Financial institution   Amount available   Expiration date
 
JP Morgan Chase Bank, N.A.
  $350 million   February 2012
Bank of America, N.A.
  $250 million   February 2012
PNC Bank, National Association
  $150 million   February 2012
Wells Fargo Bank, National Association
  $150 million   February 2012
 
The primary uses of the lines of credit would be to meet short-term funding requirements related to deposit account overdrafts and client fund obligations arising from electronic payment transactions on behalf of clients in the ordinary course of business, if necessary. No amounts were outstanding against these lines of credit as of, or during the three months ended, August 31, 2011.
JP Morgan Chase Bank, N.A. and Bank of America, N.A. are also parties to the Company’s irrevocable standby letters of credit, which are discussed next.
Letters of credit: As of both August 31, 2011 and May 31, 2011, the Company had irrevocable standby letters of credit available totaling $47.4 million, required to secure commitments for certain insurance policies. The letters of credit expire at various dates between December 2011 and July 2012, and are collateralized by securities held in the Company’s investment portfolios. No amounts were outstanding on these letters of credit as of, or during the three months ended, August 31, 2011.
Other commitments: The Company enters into various purchase commitments with vendors in the ordinary course of business. The Company had outstanding commitments to purchase approximately $10.8 million and $6.0 million of capital assets as of August 31, 2011 and May 31, 2011, respectively.
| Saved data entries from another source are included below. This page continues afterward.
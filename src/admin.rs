//! Admin settings page.
//!
//! One page drives everything through request parameters:
//!
//! - list state (default): saved entries with their placeholder snippet
//! - edit state (`edit=<id>`): the form pre-filled with that entry's texts
//! - save transition (`POST` with a save token)
//! - delete transition (`action=delete&entry_id=<id>` with a delete token)
//!
//! Every state and transition requires [`Capability::ManageOptions`].

use crate::db::{Database, SaveOutcome, SaveRequest};
use crate::error::AppError;
use crate::html;
use crate::i18n::{ActiveLanguage, LanguageProvider};
use crate::security::{Capability, Principal, TokenAction, TokenStore};
use crate::shortcode::{self, parse_entry_id};
use serde::Deserialize;
use std::collections::BTreeMap;
use tracing::{info, warn};

/// Path the admin page is served under.
pub const ADMIN_PATH: &str = "/admin";

/// Path of the asynchronous save endpoint.
pub const AJAX_SAVE_PATH: &str = "/admin/ajax/save";

/// Everything an admin handler needs for one request.
pub struct AdminContext<'a> {
    pub principal: &'a Principal,
    pub tokens: &'a TokenStore,
    pub languages: &'a dyn LanguageProvider,
    pub db: &'a Database,
}

impl AdminContext<'_> {
    /// Check the capability and return the session user tokens are bound to.
    pub fn authorize(&self) -> Result<&str, AppError> {
        match self.principal.user() {
            Some(user) if self.principal.has_capability(Capability::ManageOptions) => Ok(user),
            _ => Err(AppError::Unauthorized),
        }
    }

    fn check_token(&self, action: TokenAction, token: Option<&str>) -> Result<(), AppError> {
        let user = self.authorize()?;
        if self.tokens.verify(action, user, token.unwrap_or_default()) {
            Ok(())
        } else {
            warn!("Rejected {} token for {}", action.as_str(), user);
            Err(AppError::InvalidToken)
        }
    }

    async fn apply_save(&self, request: &SaveRequest) -> Result<SaveOutcome, AppError> {
        let outcome = self
            .db
            .save_variants(request, &self.languages.active_languages())
            .await?;
        info!(
            "Saved {} variant(s) for entry {:?}",
            outcome.saved, outcome.entry_id
        );
        Ok(outcome)
    }
}

/// Query parameters of the admin page.
#[derive(Debug, Default, Deserialize)]
pub struct AdminQuery {
    pub edit: Option<String>,
    pub action: Option<String>,
    pub entry_id: Option<String>,
    #[serde(rename = "_token")]
    pub token: Option<String>,
}

impl AdminQuery {
    fn edit_entry_id(&self) -> Option<i64> {
        self.edit.as_deref().and_then(parse_entry_id)
    }
}

/// JSON body of the asynchronous save endpoint.
#[derive(Debug, Default, Deserialize)]
pub struct AjaxSaveRequest {
    /// A number or numeric string; anything else means a new entry
    #[serde(default, deserialize_with = "lenient_entry_id")]
    pub entry_id: Option<i64>,
    #[serde(default)]
    pub texts: BTreeMap<String, String>,
    #[serde(default)]
    pub nonce: String,
}

fn lenient_entry_id<'de, D>(deserializer: D) -> Result<Option<i64>, D::Error>
where
    D: serde::Deserializer<'de>,
{
    let value = Option::<serde_json::Value>::deserialize(deserializer)?;
    Ok(match value {
        Some(serde_json::Value::Number(n)) => n.as_i64().filter(|id| *id > 0),
        Some(serde_json::Value::String(s)) => parse_entry_id(&s),
        _ => None,
    })
}

/// Banner shown above the page.
#[derive(Debug, Clone, PartialEq, Eq)]
pub enum Notice {
    Success(String),
    Error(String),
}

/// Parse posted form fields into a typed save request.
///
/// `entry_id` is the hidden entry field, `text[<code>]` the per-language
/// textareas and `_token` the save token. Unknown fields are ignored.
pub fn parse_save_form(fields: &[(String, String)]) -> (SaveRequest, Option<String>) {
    let mut entry_id = None;
    let mut token = None;
    let mut variants = BTreeMap::new();

    for (name, value) in fields {
        match name.as_str() {
            "entry_id" => entry_id = parse_entry_id(value),
            "_token" => token = Some(value.clone()),
            _ => {
                if let Some(code) = name
                    .strip_prefix("text[")
                    .and_then(|rest| rest.strip_suffix(']'))
                {
                    variants.insert(code.to_string(), value.clone());
                }
            }
        }
    }

    let mut request = SaveRequest::new(entry_id);
    request.variants = variants;
    (request, token)
}

/// `GET /admin`: list or edit state, plus the delete transition.
pub async fn show_page(ctx: &AdminContext<'_>, query: &AdminQuery) -> Result<String, AppError> {
    ctx.authorize()?;
    let mut notices = Vec::new();

    if query.action.as_deref() == Some("delete") && query.entry_id.is_some() {
        ctx.check_token(TokenAction::DeleteEntry, query.token.as_deref())?;

        if let Some(entry_id) = query.entry_id.as_deref().and_then(parse_entry_id) {
            let removed = ctx.db.delete_entry(entry_id).await?;
            info!("Deleted entry {} ({} variant(s))", entry_id, removed);
        }
        notices.push(Notice::Success("Entry deleted.".to_string()));
    }

    build_page(ctx, query, notices).await
}

/// `POST /admin`: save transition, then the page again.
pub async fn save_form(
    ctx: &AdminContext<'_>,
    query: &AdminQuery,
    fields: &[(String, String)],
) -> Result<String, AppError> {
    let (request, token) = parse_save_form(fields);
    ctx.check_token(TokenAction::SaveText, token.as_deref())?;

    ctx.apply_save(&request).await?;

    let notices = vec![Notice::Success("Text saved successfully.".to_string())];
    build_page(ctx, query, notices).await
}

/// Asynchronous save: same rules as the form, answers with the entry id.
pub async fn ajax_save(
    ctx: &AdminContext<'_>,
    payload: AjaxSaveRequest,
) -> Result<SaveOutcome, AppError> {
    ctx.check_token(TokenAction::AjaxSave, Some(payload.nonce.as_str()))?;

    let mut request = SaveRequest::new(payload.entry_id);
    request.variants = payload.texts;
    ctx.apply_save(&request).await
}

async fn build_page(
    ctx: &AdminContext<'_>,
    query: &AdminQuery,
    mut notices: Vec<Notice>,
) -> Result<String, AppError> {
    let user = ctx.authorize()?;
    let languages = ctx.languages.active_languages();
    if languages.is_empty() {
        notices.push(Notice::Error(
            "Multilingual Text Display requires at least one active language. Set ACTIVE_LANGUAGES."
                .to_string(),
        ));
    }

    let edit_entry_id = query.edit_entry_id();
    let edit_texts = match edit_entry_id {
        Some(id) => ctx.db.get_all_variants(id).await?,
        None => BTreeMap::new(),
    };

    let view = PageView {
        notices,
        languages,
        edit_entry_id,
        edit_texts,
        entry_ids: ctx.db.list_entry_ids().await?,
        save_token: ctx.tokens.issue(TokenAction::SaveText, user),
        delete_token: ctx.tokens.issue(TokenAction::DeleteEntry, user),
        ajax_token: ctx.tokens.issue(TokenAction::AjaxSave, user),
    };

    Ok(render_page(&view))
}

/// Data the settings page is rendered from.
#[derive(Debug, Clone, Default)]
pub struct PageView {
    pub notices: Vec<Notice>,
    pub languages: Vec<ActiveLanguage>,
    pub edit_entry_id: Option<i64>,
    pub edit_texts: BTreeMap<String, String>,
    pub entry_ids: Vec<i64>,
    pub save_token: String,
    pub delete_token: String,
    pub ajax_token: String,
}

pub fn render_page(view: &PageView) -> String {
    let mut out = String::with_capacity(4096);

    out.push_str("<!DOCTYPE html>\n<html>\n<head>\n<meta charset=\"utf-8\">\n");
    out.push_str("<title>Multilingual Text Display</title>\n");
    out.push_str(&format!(
        "<meta name=\"ajax-save-url\" content=\"{}\">\n<meta name=\"ajax-nonce\" content=\"{}\">\n",
        AJAX_SAVE_PATH,
        html::escape(&view.ajax_token)
    ));
    out.push_str("</head>\n<body>\n<div class=\"wrap\">\n");
    out.push_str("<h1>Multilingual Text Display</h1>\n");

    for notice in &view.notices {
        let (class, message) = match notice {
            Notice::Success(m) => ("updated", m),
            Notice::Error(m) => ("error", m),
        };
        out.push_str(&format!(
            "<div class=\"{}\"><p>{}</p></div>\n",
            class,
            html::escape(message)
        ));
    }

    // Form
    let entry_id = view.edit_entry_id.unwrap_or(0);
    let action = match view.edit_entry_id {
        Some(id) => format!("{}?edit={}", ADMIN_PATH, id),
        None => ADMIN_PATH.to_string(),
    };
    out.push_str("<h2>Add/Edit Text Entry</h2>\n");
    out.push_str(&format!(
        "<form method=\"post\" action=\"{}\">\n",
        html::escape(&action)
    ));
    out.push_str(&format!(
        "<input type=\"hidden\" name=\"_token\" value=\"{}\">\n",
        html::escape(&view.save_token)
    ));
    out.push_str(&format!(
        "<input type=\"hidden\" name=\"entry_id\" value=\"{}\">\n",
        entry_id
    ));
    out.push_str("<table class=\"form-table\">\n");
    for lang in &view.languages {
        let code = html::escape(&lang.code);
        let text = view
            .edit_texts
            .get(&lang.code)
            .map(|t| html::escape(t))
            .unwrap_or_default();
        out.push_str(&format!(
            "<tr><th><label for=\"text_{code}\">{name}</label></th>\
             <td><textarea name=\"text[{code}]\" id=\"text_{code}\" rows=\"4\" cols=\"50\">{text}</textarea></td></tr>\n",
            code = code,
            name = html::escape(&lang.name),
            text = text,
        ));
    }
    out.push_str("</table>\n");
    out.push_str(
        "<p class=\"submit\"><input type=\"submit\" name=\"submit\" class=\"button-primary\" value=\"Save Text\"></p>\n",
    );
    out.push_str("</form>\n");

    // Saved entries
    out.push_str("<h2>Saved Entries</h2>\n");
    out.push_str("<table class=\"wp-list-table widefat fixed striped\">\n");
    out.push_str("<thead><tr><th>Entry ID</th><th>Shortcode</th><th>Actions</th></tr></thead>\n<tbody>\n");
    for id in &view.entry_ids {
        out.push_str(&format!(
            "<tr><td>{id}</td><td><code>{snippet}</code></td><td>\
             <a href=\"{path}?edit={id}\" class=\"button\">Edit</a> \
             <a href=\"{path}?action=delete&amp;entry_id={id}&amp;_token={token}\" class=\"button\" \
             onclick=\"return confirm('{confirm}');\">Delete</a></td></tr>\n",
            id = id,
            snippet = html::escape(&shortcode::snippet(*id)),
            path = ADMIN_PATH,
            token = html::escape(&view.delete_token),
            confirm = html::escape_js("Are you sure?"),
        ));
    }
    out.push_str("</tbody>\n</table>\n</div>\n</body>\n</html>\n");

    out
}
In the normal course of business, the Company makes representations and warranties that guarantee the performance of services under service arrangements with clients. Historically, there have been no material losses related to such guarantees. In addition, the Company has entered into indemnification agreements with its officers and directors, which require it to defend and, if necessary, indemnify these individuals for certain pending or future claims as they relate to their services provided to the Company.
Paychex currently self-insures the deductible portion of various insured exposures under certain employee benefit plans. The Company’s estimated loss exposure under these insurance arrangements is recorded in other current liabilities on the Consolidated Balance Sheets. Historically, the amounts accrued have not been material. The Company also maintains insurance coverage in addition to its purchased primary insurance policies for gap coverage for employment practices liability, errors and omissions, warranty liability, theft and embezzlement, and acts of terrorism; and capacity for deductibles and self-insured retentions through its captive insurance company.
Contingencies: The Company is subject to various claims and legal matters that arise in the normal course of its business. These include disputes or potential disputes related to breach of contract, breach of fiduciary duty, employment-related claims, tax claims, and other matters.
The Company’s management currently believes that resolution of any outstanding legal matters will not have a material adverse effect on the Company’s financial position or results of operations. However, legal matters are subject to inherent uncertainties and there exists the possibility that the ultimate resolution of these matters could have a material adverse impact on the Company’s financial position and results of operations in the period in which any such effect is recorded.